75g Golden caster sugar

3 Tbsp Cornflour

3 Large egg yolks

TOPPING

3 Large egg whites

175g Caster sugar


Method:

  1. Pastry- Put the flour, sugar and butter into a food processor and pulse until you have fine breadcrumbs. Alternatively rub the butter into the flour and sugar by hand until you have fine breadcrumbs.

  2. Add the egg and combine in the food processor or by hand until the pastry forms a ball.

  3. Wrap in cling film or similar and chill in the fridge for at least 30 minutes.

  4. Roll out the pastry, line the 23cm round tart tin and trim off the edges. Prick the base with a fork and chill again for 30 minutes.

  5. Pre-heat the oven to 200 degrees centigrade (180 fan) or Gas mark 6.

  6. Bake blind for 15 minutes then remove parchment and beans and bake again for 5-7 minutes until lightly golden brown.

  7. Filling- Put the gooseberries, water and sugar into a medium sized pan. On a medium heat stir until the sugar is dissolved and the gooseberries are soft.

  8. Drain the juice with a sieve.

  9. Mix half the juice with the cornflour to form a smooth paste.

  10. Put the gooseberries, remaining half of the juice and cornflour mix back in the back and bring to the boil and let it thicken.

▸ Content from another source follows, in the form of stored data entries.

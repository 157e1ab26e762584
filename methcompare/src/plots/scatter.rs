use std::path::Path;

use plotters::prelude::*;
use tracing::{info, warn};

use crate::errors::{plot_err, Result};
use crate::helper_functions::ensure_parent_dir;
use crate::plots::{colour_for_index, padded_range, ChartLabels, PlotStyle, SeriesPoints};

/// Drops points outside an optional fixed x window.
pub fn clip_to_x_range(groups: &[SeriesPoints], x_range: Option<(f64, f64)>) -> Vec<SeriesPoints> {
    groups
        .iter()
        .map(|g| SeriesPoints {
            label: g.label.clone(),
            points: g
                .points
                .iter()
                .copied()
                .filter(|(x, y)| x.is_finite() && y.is_finite())
                .filter(|(x, _)| x_range.map_or(true, |(lo, hi)| *x >= lo && *x <= hi))
                .collect(),
        })
        .collect()
}

/// Scatterplot with one colour per group. `x_range` pins the x axis, the y
/// axis always follows the data. Returns `false` if no point survived and
/// nothing was written.
pub fn draw_scatter(
    output_path: &Path,
    groups: &[SeriesPoints],
    labels: &ChartLabels,
    style: &PlotStyle,
    x_range: Option<(f64, f64)>,
) -> Result<bool> {
    let groups = clip_to_x_range(groups, x_range);
    let all_points = || groups.iter().flat_map(|g| g.points.iter().copied());

    let x_bounds = x_range.or_else(|| padded_range(all_points().map(|(x, _)| x), 0.05));
    let y_bounds = padded_range(all_points().map(|(_, y)| y), 0.05);
    let (Some((x0, x1)), Some((y0, y1))) = (x_bounds, y_bounds) else {
        warn!("No points to draw for {}, skipping plot", output_path.display());
        return Ok(false);
    };
    ensure_parent_dir(output_path)?;

    let root = BitMapBackend::new(output_path, style.size).into_drawing_area();
    root.fill(&WHITE).map_err(plot_err)?;

    let mut chart = ChartBuilder::on(&root)
        .caption(&labels.title, style.caption_font)
        .margin(20)
        .x_label_area_size(60)
        .y_label_area_size(70)
        .build_cartesian_2d(x0..x1, y0..y1)
        .map_err(plot_err)?;

    chart
        .configure_mesh()
        .x_desc(labels.x_desc.as_str())
        .y_desc(labels.y_desc.as_str())
        .axis_desc_style(style.axis_font)
        .label_style(style.label_font)
        .draw()
        .map_err(plot_err)?;

    chart
        .draw_series(std::iter::empty::<Circle<(f64, f64), u32>>())
        .map_err(plot_err)?
        .label(labels.legend_title.as_str())
        .legend(|(x, y)| Circle::new((x, y), 0u32, WHITE.mix(0.0).filled()));

    let point_size = style.point_size;
    for (idx, group) in groups.iter().enumerate() {
        let colour = colour_for_index(idx);
        chart
            .draw_series(
                group
                    .points
                    .iter()
                    .map(|&(x, y)| Circle::new((x, y), point_size, colour.mix(0.7).filled())),
            )
            .map_err(plot_err)?
            .label(group.label.as_str())
            .legend(move |(x, y)| Circle::new((x + 7, y), point_size + 2, colour.filled()));
    }

    chart
        .configure_series_labels()
        .background_style(WHITE.mix(0.8))
        .border_style(&BLACK)
        .label_font(style.label_font)
        .position(SeriesLabelPosition::UpperRight)
        .draw()
        .map_err(plot_err)?;

    root.present().map_err(plot_err)?;
    info!("Scatterplot saved to {}", output_path.display());
    Ok(true)
}
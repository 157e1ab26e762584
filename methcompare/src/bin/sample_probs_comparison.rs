use anyhow::{Context, Result};
use clap::Parser;
use tracing::{error, info};

use methcompare::analysis::sample_probs::{run_sample_probs_comparison, SampleProbsConfig};
use methcompare::cli::{init_logging, SampleProbsArgs};

fn run(args: &SampleProbsArgs) -> Result<()> {
    let config = SampleProbsConfig::from(args);
    let written = run_sample_probs_comparison(&config).context("sample-probs comparison failed")?;
    info!("Wrote {} line plots with prefix {}", written.len(), args.output_prefix);
    Ok(())
}

fn main() {
    let args = SampleProbsArgs::parse();
    init_logging(&args.verbose);

    if let Err(e) = run(&args) {
        error!("{e:#}");
        std::process::exit(1);
    }
}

  11. Take off the heat for 5 minutes then beat in the egg yolks.

  12. Put the mixture into the pastry tart and level and set aside to cool while you make the meringue.

  13. Topping- Put the egg whites in the bowl of a stand mixer and whip until you have soft peaks.

  14. Then add the caster sugar 1 teaspoon at a time until you have stiff glossy meringue. It should hold its peaks.

  15. Place meringue into a piping bag or smooth on with a spatula and make peaks by pulling up the spatula all over the top.

  16. Bake for 25 minutes.


Download recipe

GooseberryMeringuePie
.pdf
Download PDF • 124KB

Sarah’s extra slice…….


I used a Wilton 1M Piping nozzle but you can smooth the meringue in the top then lifting a knife upwards make peaks all over the top.


To top and tail the gooseberries take a small sharp knife and cut off both ends of the gooseberries or you can nip them off with your fingers.


I used a 23cm round Silverwood loose bottomed tart tin.